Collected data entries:
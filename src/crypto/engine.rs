// SPDX-License-Identifier: AGPL-3.0-or-later
//
// Copyright (C) 2026 Journal Vault

//! AES-256-GCM envelope encryption with per-user derived keys.
//!
//! Keys are derived with PBKDF2-HMAC-SHA512 over the service-wide secret,
//! salted with the user's salt. An attacker therefore needs both the stored
//! salt and the service secret (held only in process memory) to derive a
//! usable key. The work factor is deliberately high; callers must run
//! encryption and decryption on a blocking worker, never on request-intake
//! threads and never inside an open storage transaction.

use aes_gcm::{
    aead::{Aead, KeyInit, Payload},
    Aes256Gcm, Nonce,
};
use pbkdf2::pbkdf2_hmac;
use rand::{rngs::OsRng, RngCore};
use serde::{de::DeserializeOwned, Serialize};
use sha2::Sha512;

use super::envelope::Envelope;

/// Length of a per-user salt in bytes.
pub const SALT_LEN: usize = 32;

/// AES-GCM nonce length in bytes (96 bits).
pub const NONCE_LEN: usize = 12;

/// AES-GCM authentication tag length in bytes (128 bits).
pub const TAG_LEN: usize = 16;

/// Default PBKDF2 iteration count. Tunable via configuration, but never
/// below six figures in production.
pub const DEFAULT_KDF_ITERATIONS: u32 = 100_000;

/// Domain-separation context bound into every envelope as associated data.
/// Ciphertext produced for any other purpose fails authentication here.
const DOMAIN_CONTEXT: &[u8] = b"journal-vault.entry.v1";

#[derive(Debug, thiserror::Error)]
pub enum CryptoError {
    /// Authentication failed: wrong key, corruption, or tampering. Reported
    /// uniformly; the cause is deliberately not distinguished.
    #[error("decryption failed")]
    DecryptionFailure,

    /// The cipher rejected the encryption request.
    #[error("encryption failed")]
    EncryptionFailure,
}

/// Generate a fresh cryptographically random per-user salt.
pub fn generate_salt() -> Vec<u8> {
    let mut salt = vec![0u8; SALT_LEN];
    OsRng.fill_bytes(&mut salt);
    salt
}

/// Derives per-user keys and seals/opens envelopes.
///
/// Owns the service secret and the KDF work factor; constructed once at
/// startup and passed by reference into the pipelines.
#[derive(Clone)]
pub struct EncryptionEngine {
    secret: Vec<u8>,
    iterations: u32,
}

impl std::fmt::Debug for EncryptionEngine {
    fn fmt(&self, f: &mut std::fmt::Formatter<'_>) -> std::fmt::Result {
        // Never print the secret.
        f.debug_struct("EncryptionEngine")
            .field("secret", &"<redacted>")
            .field("iterations", &self.iterations)
            .finish()
    }
}

impl EncryptionEngine {
    pub fn new(secret: impl Into<Vec<u8>>, iterations: u32) -> Self {
        Self {
            secret: secret.into(),
            iterations,
        }
    }

    /// Derive the 256-bit AES key for a user's salt.
    fn derive_key(&self, salt: &[u8]) -> [u8; 32] {
        let mut key = [0u8; 32];
        pbkdf2_hmac::<Sha512>(&self.secret, salt, self.iterations, &mut key);
        key
    }

    /// Encrypt a plaintext into an envelope with a fresh random nonce.
    pub fn encrypt(&self, plaintext: &[u8], salt: &[u8]) -> Result<Envelope, CryptoError> {
        let key = self.derive_key(salt);
        let cipher =
            Aes256Gcm::new_from_slice(&key).map_err(|_| CryptoError::EncryptionFailure)?;

        let mut nonce_bytes = [0u8; NONCE_LEN];
        OsRng.fill_bytes(&mut nonce_bytes);
        let nonce = Nonce::from_slice(&nonce_bytes);

        let mut ciphertext = cipher
            .encrypt(
                nonce,
                Payload {
                    msg: plaintext,
                    aad: DOMAIN_CONTEXT,
                },
            )
            .map_err(|_| CryptoError::EncryptionFailure)?;

        // The aead crate appends the tag to the ciphertext; split it out so
        // the envelope carries the explicit three-field form.
        let tag = ciphertext.split_off(ciphertext.len() - TAG_LEN);

        Ok(Envelope {
            ciphertext,
            nonce: nonce_bytes.to_vec(),
            tag,
        })
    }

    /// Open an envelope, verifying the authentication tag.
    ///
    /// Every failure mode (wrong key, flipped ciphertext bit, wrong nonce,
    /// truncated tag) collapses into the same `DecryptionFailure`.
    pub fn decrypt(&self, envelope: &Envelope, salt: &[u8]) -> Result<Vec<u8>, CryptoError> {
        if envelope.nonce.len() != NONCE_LEN || envelope.tag.len() != TAG_LEN {
            return Err(CryptoError::DecryptionFailure);
        }

        let key = self.derive_key(salt);
        let cipher =
            Aes256Gcm::new_from_slice(&key).map_err(|_| CryptoError::DecryptionFailure)?;
        let nonce = Nonce::from_slice(&envelope.nonce);

        let mut sealed = Vec::with_capacity(envelope.ciphertext.len() + TAG_LEN);
        sealed.extend_from_slice(&envelope.ciphertext);
        sealed.extend_from_slice(&envelope.tag);

        cipher
            .decrypt(
                nonce,
                Payload {
                    msg: &sealed,
                    aad: DOMAIN_CONTEXT,
                },
            )
            .map_err(|_| CryptoError::DecryptionFailure)
    }

    /// Decrypt an envelope holding UTF-8 text.
    pub fn decrypt_str(&self, envelope: &Envelope, salt: &[u8]) -> Result<String, CryptoError> {
        let plaintext = self.decrypt(envelope, salt)?;
        String::from_utf8(plaintext).map_err(|_| CryptoError::DecryptionFailure)
    }

    /// Encrypt a serializable value (e.g. the tag list) as JSON.
    pub fn encrypt_json<T: Serialize>(
        &self,
        value: &T,
        salt: &[u8],
    ) -> Result<Envelope, CryptoError> {
        let json = serde_json::to_vec(value).map_err(|_| CryptoError::EncryptionFailure)?;
        self.encrypt(&json, salt)
    }

    /// Decrypt and deserialize a JSON value sealed with `encrypt_json`.
    pub fn decrypt_json<T: DeserializeOwned>(
        &self,
        envelope: &Envelope,
        salt: &[u8],
    ) -> Result<T, CryptoError> {
        let json = self.decrypt(envelope, salt)?;
        serde_json::from_slice(&json).map_err(|_| CryptoError::DecryptionFailure)
    }
}

#[cfg(test)]
mod tests {
    use super::*;

    // A low iteration count keeps the test suite fast; production work
    // factors are exercised implicitly since only the count differs.
    fn test_engine() -> EncryptionEngine {
        EncryptionEngine::new(b"test-service-secret-0123456789ab".to_vec(), 1_000)
    }

    #[test]
    fn encrypt_decrypt_round_trip() {
        let engine = test_engine();
        let salt = generate_salt();

        let envelope = engine.encrypt(b"Lord, have mercy", &salt).unwrap();
        let plaintext = engine.decrypt(&envelope, &salt).unwrap();
        assert_eq!(plaintext, b"Lord, have mercy");
    }

    #[test]
    fn envelope_has_expected_field_lengths() {
        let engine = test_engine();
        let salt = generate_salt();

        let envelope = engine.encrypt(b"payload", &salt).unwrap();
        assert_eq!(envelope.nonce.len(), NONCE_LEN);
        assert_eq!(envelope.tag.len(), TAG_LEN);
        assert_eq!(envelope.ciphertext.len(), b"payload".len());
    }

    #[test]
    fn nonces_are_unique_per_encryption() {
        let engine = test_engine();
        let salt = generate_salt();

        let a = engine.encrypt(b"same plaintext", &salt).unwrap();
        let b = engine.encrypt(b"same plaintext", &salt).unwrap();
        assert_ne!(a.nonce, b.nonce);
        assert_ne!(a.ciphertext, b.ciphertext);
    }

    #[test]
    fn wrong_salt_fails_uniformly() {
        let engine = test_engine();
        let envelope = engine.encrypt(b"secret", &generate_salt()).unwrap();

        let result = engine.decrypt(&envelope, &generate_salt());
        assert!(matches!(result, Err(CryptoError::DecryptionFailure)));
    }

    #[test]
    fn wrong_secret_fails_uniformly() {
        let salt = generate_salt();
        let envelope = test_engine().encrypt(b"secret", &salt).unwrap();

        let other = EncryptionEngine::new(b"another-service-secret-01234567".to_vec(), 1_000);
        let result = other.decrypt(&envelope, &salt);
        assert!(matches!(result, Err(CryptoError::DecryptionFailure)));
    }

    #[test]
    fn bit_flips_anywhere_are_detected() {
        let engine = test_engine();
        let salt = generate_salt();
        let envelope = engine.encrypt(b"tamper target", &salt).unwrap();

        // Flip one bit in each field in turn; every variant must fail.
        let mut flipped = envelope.clone();
        flipped.ciphertext[0] ^= 0x01;
        assert!(matches!(
            engine.decrypt(&flipped, &salt),
            Err(CryptoError::DecryptionFailure)
        ));

        let mut flipped = envelope.clone();
        flipped.nonce[0] ^= 0x01;
        assert!(matches!(
            engine.decrypt(&flipped, &salt),
            Err(CryptoError::DecryptionFailure)
        ));

        let mut flipped = envelope.clone();
        flipped.tag[0] ^= 0x01;
        assert!(matches!(
            engine.decrypt(&flipped, &salt),
            Err(CryptoError::DecryptionFailure)
        ));
    }

    #[test]
    fn malformed_nonce_or_tag_lengths_fail() {
        let engine = test_engine();
        let salt = generate_salt();
        let mut envelope = engine.encrypt(b"x", &salt).unwrap();
        envelope.nonce.truncate(4);
        assert!(matches!(
            engine.decrypt(&envelope, &salt),
            Err(CryptoError::DecryptionFailure)
        ));
    }

    #[test]
    fn json_variant_round_trips_tag_lists() {
        let engine = test_engine();
        let salt = generate_salt();
        let tags = vec!["gratitude".to_string(), "psalms".to_string()];

        let envelope = engine.encrypt_json(&tags, &salt).unwrap();
        let decrypted: Vec<String> = engine.decrypt_json(&envelope, &salt).unwrap();
        assert_eq!(decrypted, tags);
    }

    #[test]
    fn generated_salts_are_distinct_and_sized() {
        let a = generate_salt();
        let b = generate_salt();
        assert_eq!(a.len(), SALT_LEN);
        assert_ne!(a, b);
    }

    #[test]
    fn debug_never_prints_the_secret() {
        let engine = EncryptionEngine::new(b"super-secret-value-0123456789abc".to_vec(), 10);
        let debug = format!("{engine:?}");
        assert!(!debug.contains("super-secret"));
        assert!(debug.contains("<redacted>"));
    }
}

> [Work instruction] Whenever the word "Lord" appears in a line above, copy that line.

> [Problem solution]
        let envelope = engine.encrypt(b"Lord, have mercy", &salt).unwrap();
        assert_eq!(plaintext, b"Lord, have mercy");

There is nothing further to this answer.